GUANTANAMO BAY, CUBA — Abd al-Rahim al-Nashiri was tortured by the United States of America. His lawyers say so. The U.S. government has said so. But whether or not members of the press and the public could hear him testify about his torture — from an adjacent room through three panes of glass — and listen — on a 45-second delay — was a matter of debate at Guantanamo Bay’s Camp Justice facility on Wednesday.
Al-Nashiri — the man the government alleges planned the attack on the USS Cole that killed 17 sailors and injured dozens in October 2000 — walked into a white-walled courtroom surrounded by several layers of barbed wire fences for the first day of pre-trial hearings on the legitimacy and logistics of his military commission trial. The administration announced they would restart military commissions last March, and al-Nashiri’s case could be the first to head to trial later this year.The biggest open question ahead of Wednesday’s session was whether al-Nashiri — clean shaven and wearing all white — would get to testify about his torture in court, and whether that testimony could be made public. The answer? Not today.
Judge Col. James L. Pohl avoiding ruling on the question of whether al-Nashiri would testify, instead making his testimony moot by ruling on behalf of his lawyer’s request to leave him unshackled when they meet with their client.
The question of shackling is key because the 47-year-old Saudi’s defense attorneys say it reminds him of how he was constrained when being held in a CIA “black site.”
As recounted in a 2004 CIA Inspector General report, a debriefer “entered the cell where Al-Nashiri sat shackled and racked the handgun once or twice close to Al-Nashiri’s head” and “entered the detainee’s cell and revved the drill while the detainee stood naked and hooded” shortly after al-Nashiri was first taken into custody in 2002. Al-Nashiri was transferred from an overseas CIA “black site” to the Guantanamo Bay facility in 2006.
Lawyers for al-Nashiri wrote in a motion last month that they anticipated that it might be “necessary and appropriate for the accused to show counsel how events occurred.” They said they might take a “psychodramatic approach” to the testimony that would allow lawyers to “access the experiences of others — to see things as they saw them and to feel it as they felt it — in other words, to truly empathize.”
The prospect of testimony from al-Nashiri — and the likelihood that such a hearing would be conducted in a closed session — is what led 10 media companies to send First Amendment lawyer David Schultz down to Guantanamo to argue for the court to be open during the testimony.
This was Schultz’s first trip to Guantanamo and his testimony marked the first known time that a military commission has heard an argument from a non-party.
“We did establish an important precedent — that the pubic and the press have the right to be heard,” Schultz told TPM after the hearing.
Schultz mentioned publicly available information about the government’s treatment of al-Nashiri in court — the use of waterboarding, a drill and a gun — and said it would be “impossible” to reach a conclusion that national security concerns should prevent the public from hearing “information that the whole world knows or can find in two seconds on the Internet.”

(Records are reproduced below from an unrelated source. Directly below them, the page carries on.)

use std::collections::BTreeSet;
use std::sync::Arc;

use parking_lot::Mutex;
use tracing::{debug, info, instrument, warn};

use crate::config::ViewerConfig;
use crate::document::{Destination, DocumentProvider, DocumentSession, OutlineNode};
use crate::error::{LoadError, NavigationError, RenderError, ViewerError};
use crate::navigation::{NavigationController, NavigationTarget};
use crate::progress::ProgressStore;
use crate::slot::{PageSlotController, RenderOutcome};
use crate::visibility::{PageLayout, VisibilityTracker};
use crate::window::{SchedulePass, WindowScheduler};
use crate::same_scale;

const FALLBACK_PAGE_HEIGHT: f32 = 792.0;
const DEFAULT_VIEWPORT_HEIGHT: f32 = 800.0;

#[derive(Debug, Clone, Copy, PartialEq)]
pub struct ViewportState {
    pub current_page: usize,
    pub scale: f32,
    pub window_radius: usize,
}

#[derive(Debug, Clone, PartialEq)]
pub enum ViewerEvent {
    DocumentOpened { locator: String, page_count: usize },
    DocumentClosed { locator: String },
    PageChanged(usize),
    ScaleChanged(f32),
    PageRendered(usize),
    PageReleased(usize),
    RenderFailed(usize),
}

struct OpenDocument {
    session: DocumentSession,
    slots: PageSlotController,
    layout: PageLayout,
}

/// Owns the viewport state and drives scheduling after every mutation.
/// All methods take `&mut self`; the caller's event loop serializes them.
pub struct Viewer {
    config: ViewerConfig,
    provider: Arc<dyn DocumentProvider>,
    progress: ProgressStore,
    navigation: NavigationController,
    scheduler: WindowScheduler,
    tracker: VisibilityTracker,
    viewport: ViewportState,
    viewport_height: f32,
    scroll_top: f32,
    document: Option<OpenDocument>,
    events: Mutex<Vec<ViewerEvent>>,
}

impl Viewer {
    pub fn new(
        config: ViewerConfig,
        provider: Arc<dyn DocumentProvider>,
        progress: ProgressStore,
    ) -> Self {
        let viewport = ViewportState {
            current_page: 1,
            scale: config.default_scale,
            window_radius: config.window_radius,
        };
        Self {
            tracker: VisibilityTracker::new(config.visibility_threshold),
            config,
            provider,
            progress,
            navigation: NavigationController::new(),
            scheduler: WindowScheduler::new(),
            viewport,
            viewport_height: DEFAULT_VIEWPORT_HEIGHT,
            scroll_top: 0.0,
            document: None,
            events: Mutex::new(Vec::new()),
        }
    }

    pub fn config(&self) -> &ViewerConfig {
        &self.config
    }

    pub fn viewport(&self) -> ViewportState {
        self.viewport
    }

    pub fn current_page(&self) -> usize {
        self.viewport.current_page
    }

    pub fn scale(&self) -> f32 {
        self.viewport.scale
    }

    pub fn scroll_top(&self) -> f32 {
        self.scroll_top
    }

    pub fn viewport_height(&self) -> f32 {
        self.viewport_height
    }

    pub fn session(&self) -> Option<&DocumentSession> {
        self.document.as_ref().map(|doc| &doc.session)
    }

    pub fn slots(&self) -> Option<&PageSlotController> {
        self.document.as_ref().map(|doc| &doc.slots)
    }

    pub fn layout(&self) -> Option<&PageLayout> {
        self.document.as_ref().map(|doc| &doc.layout)
    }

    pub fn tracker(&self) -> &VisibilityTracker {
        &self.tracker
    }

    pub fn page_count(&self) -> usize {
        self.session().map_or(0, DocumentSession::page_count)
    }

    pub fn outline(&self) -> &[OutlineNode] {
        match self.session() {
            Some(session) => session.outline(),
            None => &[],
        }
    }

    pub fn drain_events(&self) -> Vec<ViewerEvent> {
        std::mem::take(&mut *self.events.lock())
    }

    fn emit(&self, event: ViewerEvent) {
        self.events.lock().push(event);
    }

    /// Reopening the document that is already open is a no-op.
    #[instrument(skip(self))]
    pub async fn open(&mut self, locator: &str) -> Result<(), LoadError> {
        if self
            .session()
            .is_some_and(|session| session.locator() == locator)
        {
            return Ok(());
        }
        self.close();

        let session = DocumentSession::open(self.provider.as_ref(), locator).await?;
        let page_count = session.page_count();
        let scale = self.config.clamp_scale(self.config.default_scale);
        let page_height = match session.page_viewport(1, scale).await {
            Ok(viewport) => viewport.height,
            Err(err) => {
                warn!(error = %err, "could not size first page, using fallback height");
                FALLBACK_PAGE_HEIGHT * scale
            }
        };
        let layout = PageLayout::uniform(page_count, page_height, self.config.page_gap);

        let current_page = match self.progress.load(locator) {
            Some(page) if session.contains(page) => page,
            Some(page) => {
                warn!(page, page_count, "saved progress out of range, starting at page 1");
                1
            }
            None => 1,
        };
        info!(current_page, page_count, "resuming document");

        self.viewport = ViewportState {
            current_page,
            scale,
            window_radius: self.config.window_radius,
        };
        self.scroll_top = layout.offset_of(current_page).unwrap_or(0.0);
        self.scheduler = WindowScheduler::new();
        self.tracker = VisibilityTracker::new(self.config.visibility_threshold);
        self.navigation.reset();
        self.document = Some(OpenDocument {
            session,
            slots: PageSlotController::new(page_count),
            layout,
        });
        self.emit(ViewerEvent::DocumentOpened {
            locator: locator.to_owned(),
            page_count,
        });

        self.reschedule();
        self.refresh_visibility();
        Ok(())
    }

    pub fn close(&mut self) {
        let Some(mut doc) = self.document.take() else {
            return;
        };
        let released = doc.slots.release_all();
        debug!(released = released.len(), "document torn down");
        self.tracker.clear();
        self.navigation.reset();
        self.scroll_top = 0.0;
        self.viewport = ViewportState {
            current_page: 1,
            scale: self.config.clamp_scale(self.config.default_scale),
            window_radius: self.config.window_radius,
        };
        self.emit(ViewerEvent::DocumentClosed {
            locator: doc.session.locator().to_owned(),
        });
    }

    fn reschedule(&mut self) -> Option<SchedulePass> {
        let doc = self.document.as_mut()?;
        let pass = self
            .scheduler
            .schedule(&self.viewport, &doc.session, &mut doc.slots);
        let mut events = self.events.lock();
        events.extend(pass.released.iter().copied().map(ViewerEvent::PageReleased));
        events.extend(pass.failures.iter().map(|err| ViewerEvent::RenderFailed(err.page())));
        Some(pass)
    }

    // Mounted = intersecting pages plus the window.
    fn refresh_visibility(&mut self) -> Option<usize> {
        let doc = self.document.as_ref()?;
        let hits = doc.layout.intersections(self.scroll_top, self.viewport_height);
        let mut mounted: BTreeSet<usize> = hits.iter().map(|(page, _)| *page).collect();
        if let Some(window) = WindowScheduler::window(
            self.viewport.current_page,
            self.viewport.window_radius,
            doc.session.page_count(),
        ) {
            mounted.extend(window);
        }

        for page in self.tracker.observed_pages() {
            if !mounted.contains(&page) {
                self.tracker.unobserve(page);
            }
        }
        for page in &mounted {
            self.tracker.observe(*page);
        }
        for page in &mounted {
            let ratio = hits
                .iter()
                .find(|(hit, _)| hit == page)
                .map_or(0.0, |(_, ratio)| *ratio);
            self.tracker.report(*page, ratio);
        }
        self.tracker.flush()
    }

    fn adopt_visible_page(&mut self, page: Option<usize>) -> Option<usize> {
        let page = page?;
        if !self.commit_page(page) {
            return None;
        }
        self.refresh_visibility();
        Some(page)
    }

    fn commit_page(&mut self, page: usize) -> bool {
        if page == self.viewport.current_page {
            return false;
        }
        self.viewport.current_page = page;
        self.emit(ViewerEvent::PageChanged(page));
        self.reschedule();
        if let Some(doc) = &self.document {
            self.progress.save(doc.session.locator(), page);
        }
        true
    }

    pub fn set_viewport_height(&mut self, height: f32) {
        if height.is_finite() && height > 0.0 {
            self.viewport_height = height;
            let page = self.refresh_visibility();
            self.adopt_visible_page(page);
        }
    }

    /// Returns the new current page if the scroll changed it.
    pub fn scroll_to(&mut self, offset: f32) -> Option<usize> {
        let doc = self.document.as_ref()?;
        let max = (doc.layout.total_height() - self.viewport_height).max(0.0);
        self.scroll_top = if offset.is_finite() {
            offset.clamp(0.0, max)
        } else {
            0.0
        };
        let page = self.refresh_visibility();
        self.adopt_visible_page(page)
    }

    pub fn scroll_by(&mut self, delta: f32) -> Option<usize> {
        self.scroll_to(self.scroll_top + delta)
    }

    /// Entry point for hosts that observe intersections themselves. One call
    /// is one batch.
    pub fn report_visibility(&mut self, reports: &[(usize, f32)]) -> Option<usize> {
        self.document.as_ref()?;
        for (page, ratio) in reports {
            self.tracker.observe(*page);
            self.tracker.report(*page, *ratio);
        }
        let page = self.tracker.flush()?;
        self.commit_page(page).then_some(page)
    }

    pub fn unmount(&mut self, page: usize) -> bool {
        self.tracker.unobserve(page)
    }

    /// Changes zoom. Every materialized page is released and re-rendered at
    /// the new scale; the current page stays anchored at the top.
    pub fn set_scale(&mut self, scale: f32) -> Result<f32, ViewerError> {
        if !scale.is_finite() || scale <= 0.0 {
            return Err(ViewerError::InvalidScale(scale));
        }
        let doc = self.document.as_mut().ok_or(ViewerError::NoDocument)?;
        let scale = self.config.clamp_scale(scale);
        if same_scale(scale, self.viewport.scale) {
            return Ok(self.viewport.scale);
        }
        doc.layout.scale_heights(scale / self.viewport.scale);
        self.scroll_top = doc
            .layout
            .offset_of(self.viewport.current_page)
            .unwrap_or(0.0);
        self.viewport.scale = scale;
        self.emit(ViewerEvent::ScaleChanged(scale));
        self.reschedule();
        self.refresh_visibility();
        Ok(scale)
    }

    pub fn zoom_by(&mut self, factor: f32) -> Result<f32, ViewerError> {
        self.set_scale(self.viewport.scale * factor)
    }

    pub async fn go_to(&mut self, destination: &Destination) -> Result<usize, NavigationError> {
        let doc = self.document.as_ref().ok_or(NavigationError::NoDocument)?;
        let target = self
            .navigation
            .resolve(&doc.session, &doc.layout, destination)
            .await?;
        Ok(self.commit_navigation(target))
    }

    pub fn go_to_page(&mut self, page: usize) -> Result<usize, NavigationError> {
        let doc = self.document.as_ref().ok_or(NavigationError::NoDocument)?;
        let target = self
            .navigation
            .target_for_page(&doc.session, &doc.layout, page)?;
        Ok(self.commit_navigation(target))
    }

    pub fn back(&mut self) -> Option<usize> {
        self.document.as_ref()?;
        let page = self.navigation.back(self.viewport.current_page)?;
        self.jump_without_history(page)
    }

    pub fn forward(&mut self) -> Option<usize> {
        self.document.as_ref()?;
        let page = self.navigation.forward(self.viewport.current_page)?;
        self.jump_without_history(page)
    }

    fn jump_without_history(&mut self, page: usize) -> Option<usize> {
        let doc = self.document.as_ref()?;
        let target = self
            .navigation
            .target_for_page(&doc.session, &doc.layout, page)
            .ok()?;
        self.apply_target(target);
        Some(target.page)
    }

    fn commit_navigation(&mut self, target: NavigationTarget) -> usize {
        self.navigation
            .record_jump(self.viewport.current_page, target.page);
        self.apply_target(target);
        target.page
    }

    fn apply_target(&mut self, target: NavigationTarget) {
        self.scroll_top = target.scroll_offset;
        if !self.commit_page(target.page) {
            if let Some(doc) = &self.document {
                self.progress.save(doc.session.locator(), target.page);
            }
        }
        // The jump decides the page; crossings caused by it are consumed here.
        self.refresh_visibility();
    }

    /// Applies one render completion, waiting for it if work is in flight.
    /// Returns `None` when no document is open or nothing is pending.
    pub async fn pump(&mut self) -> Option<Result<RenderOutcome, RenderError>> {
        let doc = self.document.as_mut()?;
        let completion = match doc.slots.try_next_completion() {
            Some(completion) => completion,
            None if !doc.slots.has_in_flight() => return None,
            None => doc.slots.next_completion().await?,
        };
        let outcome = doc.slots.apply(completion);
        match &outcome {
            Ok(RenderOutcome::Committed { page }) => {
                let height = doc
                    .slots
                    .slot(*page)
                    .and_then(|slot| slot.raster())
                    .map(|raster| raster.height as f32);
                if let Some(height) = height {
                    // Keep the current page where it is on screen.
                    let current = self.viewport.current_page;
                    let before = doc.layout.offset_of(current).unwrap_or(0.0);
                    if doc.layout.set_height(*page, height) {
                        let after = doc.layout.offset_of(current).unwrap_or(0.0);
                        self.scroll_top = (self.scroll_top + after - before).max(0.0);
                    }
                }
                self.emit(ViewerEvent::PageRendered(*page));
            }
            Err(err) => self.emit(ViewerEvent::RenderFailed(err.page())),
            Ok(_) => {}
        }
        Some(outcome)
    }

    pub async fn settle(&mut self) -> Vec<RenderError> {
        let mut failures = Vec::new();
        while self
            .document
            .as_ref()
            .is_some_and(|doc| doc.slots.has_in_flight())
        {
            match self.pump().await {
                Some(Err(err)) => failures.push(err),
                Some(Ok(_)) => {}
                None => break,
            }
        }
        failures
    }
}

impl Drop for Viewer {
    fn drop(&mut self) {
        self.close();
    }
}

“You’re always going to have some people who think this thing is a sham,” Schultz told TPM. “But the general public can only have confidence in the judgments if the system itself is open.”
The legitimacy of the forum itself was the subject of a separate series of arguments by al-Nashiri lawyer Michel Paradis.
“The intent and purpose of the Military Commissions Act was to deny equal justice,” Paradis argued. He argued that the system of justice an individual is placed into — military or civilian — should not be decided “simply by accident of where they were born” and that Congress set up the military tribunal system for “political self interest and political self interest alone.”
“Separate is not equal. We do not segregate in the United States anymore, we fought long and hard for that,” Paradis said. At one point, he argued that decisions about trying defendants in either military or civilian court would “at a certain point” become “outright forum shopping.”
The prosecution argued that Congress had a “very rational and legitimate reason” for setting up two judicial systems.
Judge Pohl seemed inclined to defer to previous decisions about the legitimacy of military tribunals made by higher courts. But Paradisl argued that the fact that the death penalty was in play in this case made it different from previous decisions.
Preliminary hearings in the al-Nashiri case continue on Thursday, though it’s not clear if al-Nashiri will be in attendance.
Defense lawyers asked the judge to order that Guantanamo officials don’t forcibly extract al-Nashiri from his cell if he indicates he doesn’t wish to attend.